Published by PSE Healthy Energy, a nonprofit policy research institute, and Environmental Entrepreneurs (E2), a nonprofit economic and environmental group, the report offers a state-by-state analysis of the cost of disasters, including hurricanes, storms, drought, flooding, wildfires and extreme freezes.
Over the last five years, these events have cost the US $765 billion and led to 4,500 deaths, and since 1980 losses have totaled $2.2 trillion, according to the report.
“Climate change is no longer just an environmental issue or health issue or social justice issue,” said Bob Keefe, E2 executive director. “It’s all those things. But it’s also now a daunting economic issue, and it’s hitting every American in the pocketbook, no matter where they live, what they do or how they vote.”

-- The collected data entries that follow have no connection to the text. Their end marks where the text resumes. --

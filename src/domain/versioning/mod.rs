//! Versioning systems
//!
//! A versioning system decides how versions are generated, ordered and
//! partially matched. Two strategies ship with the crate:
//!
//! - `major_minor` - `MAJOR.MINOR` counters, queries may pin only the major
//! - `simple_date` - UTC timestamps `YYYY-MM-DDTHH-MM-SSZ`
//!
//! Strategies are looked up by name in a [`VersioningRegistry`], which can be
//! extended with custom implementations of [`VersioningSystem`].

mod major_minor;
mod simple_date;

use std::cmp::Ordering;
use std::collections::BTreeMap;
use std::fmt;
use std::sync::Arc;

use thiserror::Error;

use crate::domain::value_objects::{Version, VersionQuery};

pub use major_minor::MajorMinorVersioning;
pub use simple_date::SimpleDateVersioning;

#[derive(Debug, Error, Clone, PartialEq, Eq)]
pub enum VersionError {
    #[error("invalid version '{token}' for {system} versioning: {reason}")]
    Invalid {
        token: String,
        system: &'static str,
        reason: String,
    },
}

impl VersionError {
    pub(crate) fn invalid(system: &'static str, token: &str, reason: impl Into<String>) -> Self {
        VersionError::Invalid {
            token: token.to_string(),
            system,
            reason: reason.into(),
        }
    }
}

/// Strategy for generating, ordering and matching version tokens
pub trait VersioningSystem: Send + Sync + fmt::Debug {
    /// Registry key, also used in configuration
    fn name(&self) -> &'static str;

    /// Version given to the first push of an asset
    fn initial_version(&self) -> Version;

    /// Version following `current`.
    ///
    /// `bump_major` only means something to systems with a major component.
    fn next_version(&self, current: &Version, bump_major: bool) -> Result<Version, VersionError>;

    /// Total order over versions of this system
    fn compare(&self, a: &Version, b: &Version) -> Ordering;

    /// Whether `token` is a complete, well-formed version
    fn is_valid(&self, token: &str) -> bool;

    /// Parse a caller-supplied token (`None` when the caller gave none)
    fn parse_query(&self, token: Option<&str>) -> Result<VersionQuery, VersionError>;

    /// Whether `version` satisfies `query`
    fn matches(&self, version: &Version, query: &VersionQuery) -> bool;

    /// Whether the query pins a single version
    fn is_complete(&self, query: &VersionQuery) -> bool {
        matches!(query, VersionQuery::Exact(_))
    }

    /// Sort latest first
    fn sort_versions(&self, versions: &mut [Version]) {
        versions.sort_by(|a, b| self.compare(b, a));
    }

    /// Greatest version satisfying `query`
    fn latest_matching(&self, versions: &[Version], query: &VersionQuery) -> Option<Version> {
        versions
            .iter()
            .filter(|v| self.matches(v, query))
            .max_by(|a, b| self.compare(a, b))
            .cloned()
    }
}

/// Name → strategy table
#[derive(Debug, Clone)]
pub struct VersioningRegistry {
    systems: BTreeMap<&'static str, Arc<dyn VersioningSystem>>,
}

impl VersioningRegistry {
    /// An empty registry
    pub fn new() -> Self {
        Self {
            systems: BTreeMap::new(),
        }
    }

    /// Registry holding `major_minor` and `simple_date`
    pub fn with_builtins() -> Self {
        let mut registry = Self::new();
        registry.register(Arc::new(MajorMinorVersioning));
        registry.register(Arc::new(SimpleDateVersioning));
        registry
    }

    /// Add a strategy, replacing any previous one with the same name
    pub fn register(&mut self, system: Arc<dyn VersioningSystem>) {
        self.systems.insert(system.name(), system);
    }

    pub fn get(&self, name: &str) -> Option<Arc<dyn VersioningSystem>> {
        self.systems.get(name).cloned()
    }

    pub fn names(&self) -> Vec<String> {
        self.systems.keys().map(|k| k.to_string()).collect()
    }
}

impl Default for VersioningRegistry {
    fn default() -> Self {
        Self::with_builtins()
    }
}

In a sign that the problem is worsening, the report notes that the losses over the last five years were eight times greater than in the 1980s. From 2017-2021, America experienced its four most expensive wildfires, two of its three most expensive hurricanes, and its most expensive winter storm. (The report does not include the recent Hurricane Ian, which pummeled Florida in September.)
Power outages follow disasters
In some cases, one disaster precipitates the next. The California wildfires offer an example.
“Utilities across California have started to de-energize power lines (controlled grid outages to shut off electricity through transmission lines in specific areas) to prevent wildfires, which itself has likely caused billions of dollars more in economic impacts from business interruptions and poses a risk to many populations, such as those dependent on electricity to power medical equipment,” the report said.
Because disasters often lead to power outages and microgrids avert outages, there is a (sad) adage among microgrid insiders, “To track microgrid growth, follow the carnage.” Below we compare the report’s disaster map with a microgrid map by the US Department of Energy. The adage appears to largely hold true, particularly in two of the biggest disaster states in the lower 48, California and Texas, which clock some of the greatest microgrid activity.